Johnny keek haar alleen even aan. Toen schudde hij zijn hoofd. 'Jij hoeft niet voor mij te gaan vechten. Dat kan ik zelf.'

'Toch heb je iemand nodig. Het komt mij voor dat het je op het ogenblik allemaal niet zo goed afgaat.' Haar stem was scherp.

Ze bleven elkaar lange tijd aankijken. Toen trok Johnny zijn schouders op en gaf zich gewonnen.

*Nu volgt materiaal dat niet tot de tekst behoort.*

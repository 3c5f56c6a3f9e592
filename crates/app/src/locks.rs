//! Per-light lock registry.
//!
//! Every read-credit → decide → write-credit sequence — whether driven by a
//! rule resolution or a decay tick — runs under that light's lock, so
//! concurrent firings and ticks can never interleave into a lost update.
//! Different lights lock independently and proceed in parallel.

use std::collections::HashMap;
use std::sync::{Arc, Mutex};

use lumen_domain::id::LightId;
use tokio::sync::OwnedMutexGuard;

/// Registry of one async mutex per light id.
///
/// Entries are created on first use and live for the registry's lifetime;
/// the population is bounded by the number of persisted lights.
#[derive(Debug, Default)]
pub struct LightLocks {
    inner: Mutex<HashMap<LightId, Arc<tokio::sync::Mutex<()>>>>,
}

impl LightLocks {
    #[must_use]
    pub fn new() -> Self {
        Self::default()
    }

    /// Acquire the lock for the given light, waiting if another task holds it.
    pub async fn acquire(&self, id: LightId) -> OwnedMutexGuard<()> {
        let lock = {
            let mut map = self.inner.lock().expect("light lock registry poisoned");
            Arc::clone(map.entry(id).or_default())
        };
        lock.lock_owned().await
    }
}

#[cfg(test)]
mod tests {
    use super::*;
    use std::sync::atomic::{AtomicUsize, Ordering};

    #[tokio::test]
    async fn should_serialize_tasks_on_the_same_light() {
        let locks = Arc::new(LightLocks::new());
        let counter = Arc::new(AtomicUsize::new(0));
        let id = LightId::from_i64(1);

        let mut handles = Vec::new();
        for _ in 0..8 {
            let locks = Arc::clone(&locks);
            let counter = Arc::clone(&counter);
            handles.push(tokio::spawn(async move {
                let _guard = locks.acquire(id).await;
                // Read-modify-write with a yield in the middle; the lock
                // must prevent interleaving.
                let seen = counter.load(Ordering::SeqCst);
                tokio::task::yield_now().await;
                counter.store(seen + 1, Ordering::SeqCst);
            }));
        }
        for handle in handles {
            handle.await.unwrap();
        }
        assert_eq!(counter.load(Ordering::SeqCst), 8);
    }

    #[tokio::test]
    async fn should_not_block_between_different_lights() {
        let locks = LightLocks::new();
        let a = locks.acquire(LightId::from_i64(1)).await;
        // A second light locks immediately even while the first is held.
        let b = locks.acquire(LightId::from_i64(2)).await;
        drop(a);
        drop(b);
    }

    #[tokio::test]
    async fn should_reuse_the_same_mutex_per_light() {
        let locks = Arc::new(LightLocks::new());
        let id = LightId::from_i64(3);

        let guard = locks.acquire(id).await;
        let locks2 = Arc::clone(&locks);
        let pending = tokio::spawn(async move {
            let _guard = locks2.acquire(id).await;
        });
        // The spawned task cannot finish while the guard is held.
        tokio::task::yield_now().await;
        assert!(!pending.is_finished());
        drop(guard);
        pending.await.unwrap();
    }
}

'Goed dan. Waarom ook niet? Ik heb honger.'

'Ik ook.' Even kreeg ze een visioen van de met zorg door haar moeder bereide karbonaadjes. Elizabeth zou boos zijn als ze de voorkeur gaf aan een maaltijd in de Clock, maar aan de andere kant zou Elizabeths ontvangst van Johnny op Walnut Grove vermoedelijk veel dramatischer zijn dan de onheuse bejegening in de Clock. Ze kon hem niet meenemen om bij haar thuis te eten en ze was vastbesloten dat hij zou eten. Het was ook belangrijk dat de mensen van het stadje niet de kans kregen hem als een paria te behandelen. Als zij daar iets aan kon doen, zou ze dat tegengaan.

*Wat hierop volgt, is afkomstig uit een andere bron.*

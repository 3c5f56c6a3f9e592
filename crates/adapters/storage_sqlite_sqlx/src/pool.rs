//! `SQLite` connection pool setup and migration runner.

use std::str::FromStr;

use sqlx::SqlitePool;
use sqlx::sqlite::SqliteConnectOptions;

use crate::error::StorageError;

/// Configuration for the `SQLite` storage adapter.
pub struct Config {
    /// `SQLite` connection URL (e.g. `sqlite:lumen.db` or `sqlite::memory:`).
    pub database_url: String,
}

impl Config {
    /// Build a [`Database`] from this configuration.
    ///
    /// Creates the connection pool, creates the database file if missing,
    /// and runs all pending migrations.
    ///
    /// # Errors
    ///
    /// Returns [`StorageError`] if the connection or migrations fail.
    pub async fn build(self) -> Result<Database, StorageError> {
        Database::initialize(&self.database_url).await
    }
}

/// Holds the `SQLite` connection pool and provides access to it.
pub struct Database {
    pool: SqlitePool,
}

impl Database {
    /// Connect to the database and run migrations.
    ///
    /// Foreign keys are switched on so the association relations cascade
    /// with their rule, as the schema requires.
    async fn initialize(database_url: &str) -> Result<Self, StorageError> {
        let options = SqliteConnectOptions::from_str(database_url)?
            .create_if_missing(true)
            .foreign_keys(true);

        let pool = SqlitePool::connect_with(options).await?;

        sqlx::migrate!("./migrations").run(&pool).await?;

        Ok(Self { pool })
    }

    /// Borrow the underlying connection pool.
    #[must_use]
    pub fn pool(&self) -> &SqlitePool {
        &self.pool
    }
}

Toen Rachel de trap af ging, liep Johnny vlak achter haar. Omdat haar wagen voor de zaak stond, moesten ze wel door de winkel heen lopen. Dat vooruitzicht maakte haar gespannen, maar ze hield haar hoofd fier omhoog en probeerde er zo vol zelfvertrouwen uit te zien als ze wenste dat ze zich voelde. Het was druk in de zaak, zoals te verwachten was - drukker dan normaal op donderdag tegen sluitingstijd om zes uur. Het was duidelijk dat het verhaal over wat er was voorgevallen al als een lopend vuurtje door het hele stadje was gegaan. Toen ze het magazijn uit kwam en naar de voordeur liep, met Johnny achter zich aan met een air alsof hij hier de baas was, voelde Rachel dat aller ogen op hen gericht waren. Ze wuifde nonchalant tegen een paar bekenden, en nam geen notitie van de mensen die alleen uit nieuwsgierigheid keken.

'Juffrouw Grant, uw moeder heeft opgebeld. Ze zei dat ik u moest zeggen dat het eten bijna klaar was. U moest u haasten en gauw thuiskomen.' Olivia's hoge stem volgde haar door de zaak.

'Dank je, Olivia. Wil je haar voor me terugbellen en zeggen dat ik niet thuiskom? Johnny en ik gaan in de Clock eten.'

Zo. Nu wist iedereen in de winkel het. Binnen enkele uren zou het hele stadje ervan op de hoogte zijn. De roddeltongen kregen het druk en haar moeder zou een stuip van woede krijgen. Rachel vond dat Johnny Harris mee uit eten nemen naar het populairste restaurant van het stadje en dat in het openbaar aankondigen, de moderne manier was van de handschoen in het strijdperk werpen.

En dat was nu precies het gevoel dat ze had.

Haar aankondiging werd in doodse stilte aangehoord. Rachel wuifde vrolijk in de richting van de toonbank, kwam bij de deur, deed die open en stapte naar buiten in de iets minder geworden hitte van een late zomernamiddag.

'Je vindt het leuk om gevaarlijke dingen te doen en te zeggen, hè?' Voor het eerst sinds ze hem bij het busstation had afgehaald, lachte Johnny. Het was geen brede glimlach, meer het omhoogtrekken van de mondhoeken. Als ze niet gezien had dat zijn ogen lachten, zou ze hebben verondersteld dat ze het zich allemaal verbeeldde.

'Ik haat onrecht,' zei ze kortaf, en stapte in haar auto.